During that time, enrolled members of the Osage Indian nation were among the wealthiest people per capita in the world. The rich oil fields beneath their reservation brought millions of dollars into the tribe annually, distributed to tribal members holding "headrights" that could not be bought or sold but only inherited. This vast wealth attracted the attention of unscrupulous whites who found ways to divert it to themselves by marrying Osage women or by having Osage declared legally incompetent so the whites could fleece them through the administration of their estates.

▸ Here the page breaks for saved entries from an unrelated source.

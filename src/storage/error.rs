use std::path::PathBuf;
use thiserror::Error;

#[derive(Debug, Error)]
pub enum StoreError {
    #[error("Failed to determine a data directory for the weather store")]
    StoreDirResolution,

    #[error("Failed to create store directory '{0}'")]
    StoreDirCreation(PathBuf, #[source] std::io::Error),

    #[error("Failed to read store file '{0}'")]
    StoreRead(PathBuf, #[source] std::io::Error),

    #[error("Failed to write store file '{0}'")]
    StoreWrite(PathBuf, #[source] std::io::Error),

    #[error("Failed to decode store data from '{0}'")]
    StoreDecode(PathBuf, #[source] Box<bincode::error::DecodeError>),

    #[error("Failed to encode store data")]
    StoreEncode(#[source] Box<bincode::error::EncodeError>),

    #[error("Failed to move finished store file into place at '{0}'")]
    StorePersist(PathBuf, #[source] tempfile::PersistError),

    #[error("Store used before initialize() was called")]
    NotInitialized,

    #[error("Background task failed to complete")]
    TaskJoin(#[from] tokio::task::JoinError),
}
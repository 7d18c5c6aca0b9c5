//! The backward month-by-month walk and its termination rules.

use crate::scraping::error::ScrapeError;
use crate::scraping::page_fetcher::PageSource;
use crate::scraping::record_assembler::{PageRecords, RecordAssembler};
use crate::scraping::tag_recorder::TagRecorder;
use crate::types::month::Month;
use crate::types::weather_set::WeatherSet;
use chrono::NaiveDate;
use log::{debug, info};
use std::fmt;
use tokio_util::sync::CancellationToken;

/// Why a session stopped walking back.
#[derive(Debug, Clone, Copy, PartialEq, Eq)]
pub enum StopReason {
    /// A date already collected in this session came up again: history is exhausted.
    DuplicateDate(NaiveDate),
    /// The page holding the resume boundary has been processed.
    ResumeBoundary(NaiveDate),
    /// This many consecutive pages carried no dates at all.
    EmptyPages(usize),
    /// The configured page cap was reached.
    PageLimit(usize),
    Cancelled,
}

impl fmt::Display for StopReason {
    fn fmt(&self, f: &mut fmt::Formatter<'_>) -> fmt::Result {
        match self {
            StopReason::DuplicateDate(date) => write!(f, "date {date} seen twice"),
            StopReason::ResumeBoundary(date) => write!(f, "reached resume boundary {date}"),
            StopReason::EmptyPages(n) => write!(f, "{n} consecutive pages without dates"),
            StopReason::PageLimit(n) => write!(f, "page limit of {n} reached"),
            StopReason::Cancelled => write!(f, "cancelled"),
        }
    }
}

#[derive(Debug, Clone, Copy, PartialEq, Eq)]
pub enum ScrapeState {
    Active,
    Terminated(StopReason),
}

/// Limits on how far a session may walk.
#[derive(Debug, Clone, Copy, PartialEq, Eq)]
pub struct ScrapeSettings {
    /// Consecutive date-less pages tolerated before giving up.
    pub empty_page_limit: usize,
    /// Upper bound on pages fetched, if any.
    pub page_limit: Option<usize>,
}

impl Default for ScrapeSettings {
    fn default() -> Self {
        Self {
            empty_page_limit: 1,
            page_limit: None,
        }
    }
}

/// Everything one scraping run has accumulated.
#[derive(Debug, Clone)]
pub struct ScrapeSession {
    weather: WeatherSet,
    resume_after: Option<NaiveDate>,
    state: ScrapeState,
    pages_processed: usize,
    empty_streak: usize,
    settings: ScrapeSettings,
}

impl ScrapeSession {
    pub fn new(resume_after: Option<NaiveDate>, settings: ScrapeSettings) -> Self {
        Self {
            weather: WeatherSet::new(),
            resume_after,
            state: ScrapeState::Active,
            pages_processed: 0,
            empty_streak: 0,
            settings,
        }
    }

    pub fn weather(&self) -> &WeatherSet {
        &self.weather
    }

    pub fn into_weather(self) -> WeatherSet {
        self.weather
    }

    pub fn resume_after(&self) -> Option<NaiveDate> {
        self.resume_after
    }

    pub fn state(&self) -> ScrapeState {
        self.state
    }

    pub fn is_terminated(&self) -> bool {
        matches!(self.state, ScrapeState::Terminated(_))
    }

    pub fn stop_reason(&self) -> Option<StopReason> {
        match self.state {
            ScrapeState::Active => None,
            ScrapeState::Terminated(reason) => Some(reason),
        }
    }

    pub fn pages_processed(&self) -> usize {
        self.pages_processed
    }

    /// Runs one page of markup through the pipeline and merges the result.
    ///
    /// A terminated session ignores further pages.
    pub fn process_page(&mut self, html: &str) -> ScrapeState {
        if self.is_terminated() {
            return self.state;
        }
        let tokens = TagRecorder::record_page(html);
        let page = RecordAssembler::new(&self.weather, self.resume_after).assemble(&tokens);
        self.merge(page)
    }

    fn merge(&mut self, page: PageRecords) -> ScrapeState {
        self.pages_processed += 1;
        let mut stop = page.stop;

        let mut added = 0;
        for record in page.records {
            if let Err(rejected) = self.weather.insert_new(record) {
                stop = Some(StopReason::DuplicateDate(rejected.date));
                break;
            }
            added += 1;
        }
        debug!(
            "Page {} gave {} new records from {} date tokens",
            self.pages_processed, added, page.date_tokens
        );

        if page.date_tokens == 0 {
            self.empty_streak += 1;
            if stop.is_none() && self.empty_streak >= self.settings.empty_page_limit {
                stop = Some(StopReason::EmptyPages(self.empty_streak));
            }
        } else {
            self.empty_streak = 0;
        }

        if stop.is_none() {
            if let Some(limit) = self.settings.page_limit {
                if self.pages_processed >= limit {
                    stop = Some(StopReason::PageLimit(limit));
                }
            }
        }

        if let Some(reason) = stop {
            self.terminate(reason);
        }
        self.state
    }

    pub(crate) fn terminate(&mut self, reason: StopReason) {
        if !self.is_terminated() {
            info!(
                "Scraping stopped after {} pages with {} records: {}",
                self.pages_processed,
                self.weather.len(),
                reason
            );
            self.state = ScrapeState::Terminated(reason);
        }
    }
}

/// Drives a [`PageSource`] backwards one month at a time until the session terminates.
pub struct PaginationController<'a, S: PageSource> {
    source: &'a S,
    settings: ScrapeSettings,
}

impl<'a, S: PageSource> PaginationController<'a, S> {
    pub fn new(source: &'a S, settings: ScrapeSettings) -> Self {
        Self { source, settings }
    }

    /// Walks back from `start`.
    ///
    /// # Errors
    ///
    /// The first fetch failure aborts the run; nothing collected so far is returned.
    pub async fn run(
        &self,
        start: Month,
        resume_after: Option<NaiveDate>,
        cancellation: Option<&CancellationToken>,
    ) -> Result<ScrapeSession, ScrapeError> {
        let mut session = ScrapeSession::new(resume_after, self.settings);
        let mut month = start;

        while !session.is_terminated() {
            if cancellation.is_some_and(CancellationToken::is_cancelled) {
                session.terminate(StopReason::Cancelled);
                break;
            }
            let html = self.source.fetch_page(month).await?;
            if session.process_page(&html) == ScrapeState::Active {
                month = month.previous();
            }
        }

        Ok(session)
    }
}
//! Collects table-cell text and inline date markers from one page.

use crate::scraping::markup::{self, MarkupSink};
use chrono::NaiveDate;

const CELL_TAG: &str = "td";
const DATE_MARKER_TAG: &str = "abbr";
/// Format of the long-form date carried by a date marker, e.g. `January 5, 2020`.
const MARKER_DATE_FORMAT: &str = "%B %d, %Y";
pub(crate) const ISO_DATE_FORMAT: &str = "%Y-%m-%d";

/// Records the token stream of a single page.
///
/// Text is kept only while inside at least one table cell. A cell that closes
/// without any text leaves an empty token, so a blank value still occupies its
/// column. Date markers are converted to ISO 8601 tokens regardless of cell
/// depth.
#[derive(Debug, Default)]
pub struct TagRecorder {
    depth: usize,
    cell_has_text: bool,
    tokens: Vec<String>,
}

impl TagRecorder {
    pub fn new() -> Self {
        Self::default()
    }

    /// Parses a whole page and returns its tokens.
    pub fn record_page(html: &str) -> Vec<String> {
        let mut recorder = TagRecorder::new();
        markup::feed(html, &mut recorder);
        recorder.into_tokens()
    }

    pub fn into_tokens(self) -> Vec<String> {
        self.tokens
    }

    fn record_date_marker(&mut self, attrs: &[(&str, &str)]) {
        let Some((_, value)) = attrs.first() else {
            return;
        };
        // Anything that is not a long-form date (e.g. a legend title) is skipped.
        if let Ok(date) = NaiveDate::parse_from_str(value.trim(), MARKER_DATE_FORMAT) {
            self.tokens.push(date.format(ISO_DATE_FORMAT).to_string());
        }
    }
}

impl MarkupSink for TagRecorder {
    fn start_tag(&mut self, name: &str, attrs: &[(&str, &str)]) {
        if name == DATE_MARKER_TAG {
            self.record_date_marker(attrs);
        }
        if name == CELL_TAG {
            self.depth += 1;
            self.cell_has_text = false;
        }
    }

    fn end_tag(&mut self, name: &str) {
        if name == CELL_TAG && self.depth > 0 {
            self.depth -= 1;
            if !self.cell_has_text {
                self.tokens.push(String::new());
                self.cell_has_text = true;
            }
        }
    }

    fn text(&mut self, data: &str) {
        if self.depth == 0 {
            return;
        }
        let data = data.trim();
        if !data.is_empty() {
            self.tokens.push(data.to_string());
            self.cell_has_text = true;
        }
    }
}
use thiserror::Error;

#[derive(Debug, Error)]
pub enum ScrapeError {
    #[error("Failed to build HTTP client")]
    ClientBuild(#[source] reqwest::Error),

    #[error("Network request failed for {0}")]
    NetworkRequest(String, #[source] reqwest::Error),

    #[error("HTTP request failed for {url} with status {status}")]
    HttpStatus {
        url: String,
        status: reqwest::StatusCode,
        #[source]
        source: reqwest::Error,
    },

    #[error("Failed to read response body from {0}")]
    BodyRead(String, #[source] reqwest::Error),
}
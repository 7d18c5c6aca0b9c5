//! Main entry point: walks the climate archive backwards from the current month
//! and collects one [`DailyRecord`](crate::DailyRecord) per day until history runs out.

use crate::error::ClimateError;
use crate::scraping::page_fetcher::{FetchConfig, HttpPageFetcher, PageSource};
use crate::scraping::pagination::{PaginationController, ScrapeSession, ScrapeSettings};
use crate::types::month::Month;
use bon::bon;
use chrono::NaiveDate;
use tokio_util::sync::CancellationToken;

/// Scrapes daily temperatures for one station.
///
/// Create one with [`ClimateScraper::new()`] for the default station and archive,
/// or [`ClimateScraper::with_config()`] to point it elsewhere. Tests and other
/// data feeds can plug in any [`PageSource`] through [`ClimateScraper::from_source()`].
///
/// # Examples
///
/// ```no_run
/// # use climate_scrape::{ClimateScraper, ClimateError};
/// # #[tokio::main]
/// # async fn main() -> Result<(), ClimateError> {
/// let scraper = ClimateScraper::new()?;
/// let session = scraper.scrape().call().await?;
/// println!(
///     "{} days, stopped because of {:?}",
///     session.weather().len(),
///     session.stop_reason()
/// );
/// # Ok(())
/// # }
/// ```
pub struct ClimateScraper<S: PageSource = HttpPageFetcher> {
    source: S,
    settings: ScrapeSettings,
}

impl ClimateScraper<HttpPageFetcher> {
    /// Scraper for the default station (27174) on the live archive.
    ///
    /// # Errors
    ///
    /// Returns [`ClimateError::Scrape`] if the HTTP client cannot be built.
    pub fn new() -> Result<Self, ClimateError> {
        Self::with_config(FetchConfig::default())
    }

    pub fn with_config(config: FetchConfig) -> Result<Self, ClimateError> {
        Ok(Self::from_source(HttpPageFetcher::new(config)?))
    }
}

#[bon]
impl<S: PageSource> ClimateScraper<S> {
    pub fn from_source(source: S) -> Self {
        Self {
            source,
            settings: ScrapeSettings::default(),
        }
    }

    pub fn with_settings(mut self, settings: ScrapeSettings) -> Self {
        self.settings = settings;
        self
    }

    pub fn source(&self) -> &S {
        &self.source
    }

    pub fn settings(&self) -> ScrapeSettings {
        self.settings
    }

    /// Runs one scraping session.
    ///
    /// This method uses a builder pattern.
    ///
    /// # Arguments
    ///
    /// * `.resume_after(NaiveDate)`: Optional. The newest date already held elsewhere. Only
    ///   strictly newer days are collected, and the walk ends with the page holding this date.
    /// * `.start_month(Month)`: Optional. Where the walk begins. Defaults to the current month.
    /// * `.cancellation(CancellationToken)`: Optional. Checked before every page request; once
    ///   cancelled the session ends with what it has.
    /// * `.page_limit(usize)`: Optional. Overrides [`ScrapeSettings::page_limit`].
    ///
    /// # Errors
    ///
    /// Returns [`ClimateError::Scrape`] on the first page that cannot be fetched. Records
    /// gathered before the failure are discarded with the session.
    ///
    /// # Examples
    ///
    /// ```no_run
    /// # use climate_scrape::{ClimateScraper, ClimateError};
    /// # use chrono::NaiveDate;
    /// # #[tokio::main]
    /// # async fn main() -> Result<(), ClimateError> {
    /// let scraper = ClimateScraper::new()?;
    /// let session = scraper
    ///     .scrape()
    ///     .resume_after(NaiveDate::from_ymd_opt(1996, 11, 5).unwrap())
    ///     .call()
    ///     .await?;
    /// assert!(session.weather().earliest_date() > NaiveDate::from_ymd_opt(1996, 11, 5));
    /// # Ok(())
    /// # }
    /// ```
    #[builder]
    pub async fn scrape(
        &self,
        resume_after: Option<NaiveDate>,
        start_month: Option<Month>,
        cancellation: Option<CancellationToken>,
        page_limit: Option<usize>,
    ) -> Result<ScrapeSession, ClimateError> {
        let settings = ScrapeSettings {
            page_limit: page_limit.or(self.settings.page_limit),
            ..self.settings
        };
        let start = start_month.unwrap_or_else(Month::current);

        let session = PaginationController::new(&self.source, settings)
            .run(start, resume_after, cancellation.as_ref())
            .await?;
        Ok(session)
    }
}
//! The date-keyed collection a scraping run accumulates.

use crate::types::daily_record::DailyRecord;
use chrono::{Datelike, NaiveDate};
use serde::{Deserialize, Serialize};
use std::collections::btree_map::Entry;
use std::collections::BTreeMap;

/// Daily records keyed by their date, at most one per date.
///
/// Records are never replaced: [`WeatherSet::insert_new`] refuses a date that is
/// already present and hands the rejected record back. Serializes as a map from
/// ISO 8601 date to record.
#[derive(Debug, Clone, Default, PartialEq, Serialize, Deserialize)]
#[serde(transparent)]
pub struct WeatherSet {
    records: BTreeMap<NaiveDate, DailyRecord>,
}

impl WeatherSet {
    pub fn new() -> Self {
        Self::default()
    }

    /// Adds `record` if its date is new.
    ///
    /// # Errors
    ///
    /// Returns the record unchanged when its date is already present; the stored
    /// record is left untouched.
    pub fn insert_new(&mut self, record: DailyRecord) -> Result<(), DailyRecord> {
        match self.records.entry(record.date) {
            Entry::Vacant(slot) => {
                slot.insert(record);
                Ok(())
            }
            Entry::Occupied(_) => Err(record),
        }
    }

    pub fn contains(&self, date: &NaiveDate) -> bool {
        self.records.contains_key(date)
    }

    pub fn get(&self, date: &NaiveDate) -> Option<&DailyRecord> {
        self.records.get(date)
    }

    pub fn len(&self) -> usize {
        self.records.len()
    }

    pub fn is_empty(&self) -> bool {
        self.records.is_empty()
    }

    /// Records in ascending date order.
    pub fn iter(&self) -> impl Iterator<Item = &DailyRecord> {
        self.records.values()
    }

    pub fn latest_date(&self) -> Option<NaiveDate> {
        self.records.keys().next_back().copied()
    }

    pub fn earliest_date(&self) -> Option<NaiveDate> {
        self.records.keys().next().copied()
    }

    /// Records for a single calendar year, oldest first.
    pub fn for_year(&self, year: i32) -> Vec<DailyRecord> {
        self.iter().filter(|r| r.date.year() == year).copied().collect()
    }

    pub fn to_json_pretty(&self) -> serde_json::Result<String> {
        serde_json::to_string_pretty(self)
    }
}

impl FromIterator<DailyRecord> for WeatherSet {
    /// Keeps the first record seen for each date.
    fn from_iter<T: IntoIterator<Item = DailyRecord>>(iter: T) -> Self {
        let mut set = WeatherSet::new();
        for record in iter {
            let _ = set.insert_new(record);
        }
        set
    }
}

impl IntoIterator for WeatherSet {
    type Item = DailyRecord;
    type IntoIter = std::collections::btree_map::IntoValues<NaiveDate, DailyRecord>;

    fn into_iter(self) -> Self::IntoIter {
        self.records.into_values()
    }
}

For some, however, these deceptive tactics were not enough, and a plague of violent death—by shooting, poison, orchestrated automobile accident, and bombing—began to decimate the Osage in what they came to call the "Reign of Terror." Corrupt and incompetent law enforcement and judicial systems ensured that the perpetrators were never found or punished until the young J. Edgar Hoover saw cracking these cases as a means of burnishing the reputation of the newly professionalized FBI. Bestselling New Yorkerstaff writer Grann (The Devil and Sherlock Holmes: Tales of Murder, Madness, and Obsession, 2010, etc.) follows Special Agent Tom White and his assistants as they track the killers of one extended Osage family through a closed local culture of greed, bigotry, and lies in pursuit of protection for the survivors and justice for the dead. But he doesn't stop there; relying almost entirely on primary and unpublished sources, the author goes on to expose a web of conspiracy and corruption that extended far wider than even the FBI ever suspected. This page-turner surges forward with the pacing of a true-crime thriller, elevated by Grann's crisp and evocative prose and enhanced by dozens of period photographs.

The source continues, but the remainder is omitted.